Supplied records START

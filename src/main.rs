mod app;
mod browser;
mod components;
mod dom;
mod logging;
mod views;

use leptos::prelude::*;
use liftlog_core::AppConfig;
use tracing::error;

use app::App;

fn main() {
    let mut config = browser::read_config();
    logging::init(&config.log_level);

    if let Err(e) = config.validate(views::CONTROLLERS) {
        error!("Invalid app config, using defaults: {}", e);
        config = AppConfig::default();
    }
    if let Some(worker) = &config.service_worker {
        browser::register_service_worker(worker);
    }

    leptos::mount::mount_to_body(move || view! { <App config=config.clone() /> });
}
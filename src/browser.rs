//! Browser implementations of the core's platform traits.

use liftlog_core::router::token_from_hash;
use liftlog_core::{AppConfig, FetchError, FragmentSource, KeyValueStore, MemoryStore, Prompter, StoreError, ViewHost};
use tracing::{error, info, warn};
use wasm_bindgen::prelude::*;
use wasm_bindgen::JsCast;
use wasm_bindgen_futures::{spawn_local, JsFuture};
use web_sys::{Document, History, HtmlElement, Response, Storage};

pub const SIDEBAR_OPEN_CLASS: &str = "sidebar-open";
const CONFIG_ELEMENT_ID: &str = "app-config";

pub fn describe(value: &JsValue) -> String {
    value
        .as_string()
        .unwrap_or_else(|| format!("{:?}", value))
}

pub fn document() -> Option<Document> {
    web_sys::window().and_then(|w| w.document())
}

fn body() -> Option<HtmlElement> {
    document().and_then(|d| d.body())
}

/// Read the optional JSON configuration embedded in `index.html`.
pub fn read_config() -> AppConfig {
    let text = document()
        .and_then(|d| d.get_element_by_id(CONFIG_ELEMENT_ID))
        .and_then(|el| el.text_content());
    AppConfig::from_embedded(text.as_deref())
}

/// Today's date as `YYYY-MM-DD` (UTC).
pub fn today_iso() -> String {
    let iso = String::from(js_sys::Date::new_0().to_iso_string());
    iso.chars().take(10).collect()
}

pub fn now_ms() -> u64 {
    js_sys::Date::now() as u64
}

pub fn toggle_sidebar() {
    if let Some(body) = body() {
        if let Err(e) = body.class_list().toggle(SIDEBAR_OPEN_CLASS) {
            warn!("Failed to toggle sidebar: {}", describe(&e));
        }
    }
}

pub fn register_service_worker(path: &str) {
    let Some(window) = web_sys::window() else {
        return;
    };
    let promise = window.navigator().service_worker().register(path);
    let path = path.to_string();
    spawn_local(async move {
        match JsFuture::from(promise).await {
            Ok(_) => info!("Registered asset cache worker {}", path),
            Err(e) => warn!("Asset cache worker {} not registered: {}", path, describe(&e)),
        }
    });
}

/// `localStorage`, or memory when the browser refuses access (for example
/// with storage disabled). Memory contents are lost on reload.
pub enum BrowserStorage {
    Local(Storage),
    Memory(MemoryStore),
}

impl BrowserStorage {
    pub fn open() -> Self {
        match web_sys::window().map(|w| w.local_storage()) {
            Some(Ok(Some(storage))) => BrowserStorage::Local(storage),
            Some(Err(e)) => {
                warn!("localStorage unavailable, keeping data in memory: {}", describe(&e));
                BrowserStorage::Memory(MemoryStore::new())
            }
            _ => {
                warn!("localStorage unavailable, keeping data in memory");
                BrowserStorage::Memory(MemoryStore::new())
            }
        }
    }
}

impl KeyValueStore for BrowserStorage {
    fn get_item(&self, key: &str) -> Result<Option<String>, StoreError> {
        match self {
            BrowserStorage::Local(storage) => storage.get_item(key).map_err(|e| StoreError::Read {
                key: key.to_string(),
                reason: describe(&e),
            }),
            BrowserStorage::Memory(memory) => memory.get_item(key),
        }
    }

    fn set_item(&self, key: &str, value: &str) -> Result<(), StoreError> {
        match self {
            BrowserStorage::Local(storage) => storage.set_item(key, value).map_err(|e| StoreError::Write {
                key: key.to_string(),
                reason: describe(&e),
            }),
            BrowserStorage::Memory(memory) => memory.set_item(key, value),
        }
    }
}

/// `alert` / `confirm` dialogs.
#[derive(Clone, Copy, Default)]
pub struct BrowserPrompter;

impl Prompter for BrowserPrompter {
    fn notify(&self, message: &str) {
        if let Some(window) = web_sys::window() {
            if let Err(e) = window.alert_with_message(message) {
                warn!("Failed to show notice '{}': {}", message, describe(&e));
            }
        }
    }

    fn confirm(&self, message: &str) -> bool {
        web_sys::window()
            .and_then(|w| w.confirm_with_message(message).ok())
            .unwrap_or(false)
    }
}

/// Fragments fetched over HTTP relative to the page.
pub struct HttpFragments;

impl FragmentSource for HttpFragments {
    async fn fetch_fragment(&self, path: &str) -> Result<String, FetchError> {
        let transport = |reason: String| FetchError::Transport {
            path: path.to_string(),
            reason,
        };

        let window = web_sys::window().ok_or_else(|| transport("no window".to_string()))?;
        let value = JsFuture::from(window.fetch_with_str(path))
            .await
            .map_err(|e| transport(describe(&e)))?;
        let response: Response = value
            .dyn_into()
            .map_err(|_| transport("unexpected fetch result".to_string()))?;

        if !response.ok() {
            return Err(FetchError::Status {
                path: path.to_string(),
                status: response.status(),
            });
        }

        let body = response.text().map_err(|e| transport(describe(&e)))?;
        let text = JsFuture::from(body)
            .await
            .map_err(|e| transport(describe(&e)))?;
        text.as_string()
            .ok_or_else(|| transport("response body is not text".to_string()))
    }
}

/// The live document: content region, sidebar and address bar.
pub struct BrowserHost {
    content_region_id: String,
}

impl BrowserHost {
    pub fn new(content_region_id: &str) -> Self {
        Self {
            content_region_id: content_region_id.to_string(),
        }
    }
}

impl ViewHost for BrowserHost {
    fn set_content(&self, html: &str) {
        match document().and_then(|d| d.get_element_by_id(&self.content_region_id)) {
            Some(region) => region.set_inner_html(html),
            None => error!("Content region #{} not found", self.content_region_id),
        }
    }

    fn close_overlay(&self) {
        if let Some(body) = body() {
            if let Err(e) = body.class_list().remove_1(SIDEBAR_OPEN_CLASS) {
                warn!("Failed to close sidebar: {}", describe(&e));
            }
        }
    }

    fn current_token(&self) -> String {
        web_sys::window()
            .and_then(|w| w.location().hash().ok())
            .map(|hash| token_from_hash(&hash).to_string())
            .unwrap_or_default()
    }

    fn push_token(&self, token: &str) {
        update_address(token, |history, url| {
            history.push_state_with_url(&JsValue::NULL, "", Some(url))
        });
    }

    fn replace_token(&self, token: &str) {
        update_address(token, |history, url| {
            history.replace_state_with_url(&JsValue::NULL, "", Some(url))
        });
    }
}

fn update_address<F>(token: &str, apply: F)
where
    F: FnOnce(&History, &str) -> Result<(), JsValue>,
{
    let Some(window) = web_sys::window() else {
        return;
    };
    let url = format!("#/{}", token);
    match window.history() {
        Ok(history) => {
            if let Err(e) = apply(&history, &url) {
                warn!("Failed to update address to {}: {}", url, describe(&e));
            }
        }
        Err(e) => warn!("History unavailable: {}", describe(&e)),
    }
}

Supplied records END

**Task to carry out:**
Using the entries above, output exactly the lines between the line holding "mod components;" and the line holding "logging::init(&config.log_level);", end lines included, and nothing more.

**Result for this task:**
mod components;
mod dom;
mod logging;
mod views;

use leptos::prelude::*;
use liftlog_core::AppConfig;
use tracing::error;

use app::App;

fn main() {
    let mut config = browser::read_config();
    logging::init(&config.log_level);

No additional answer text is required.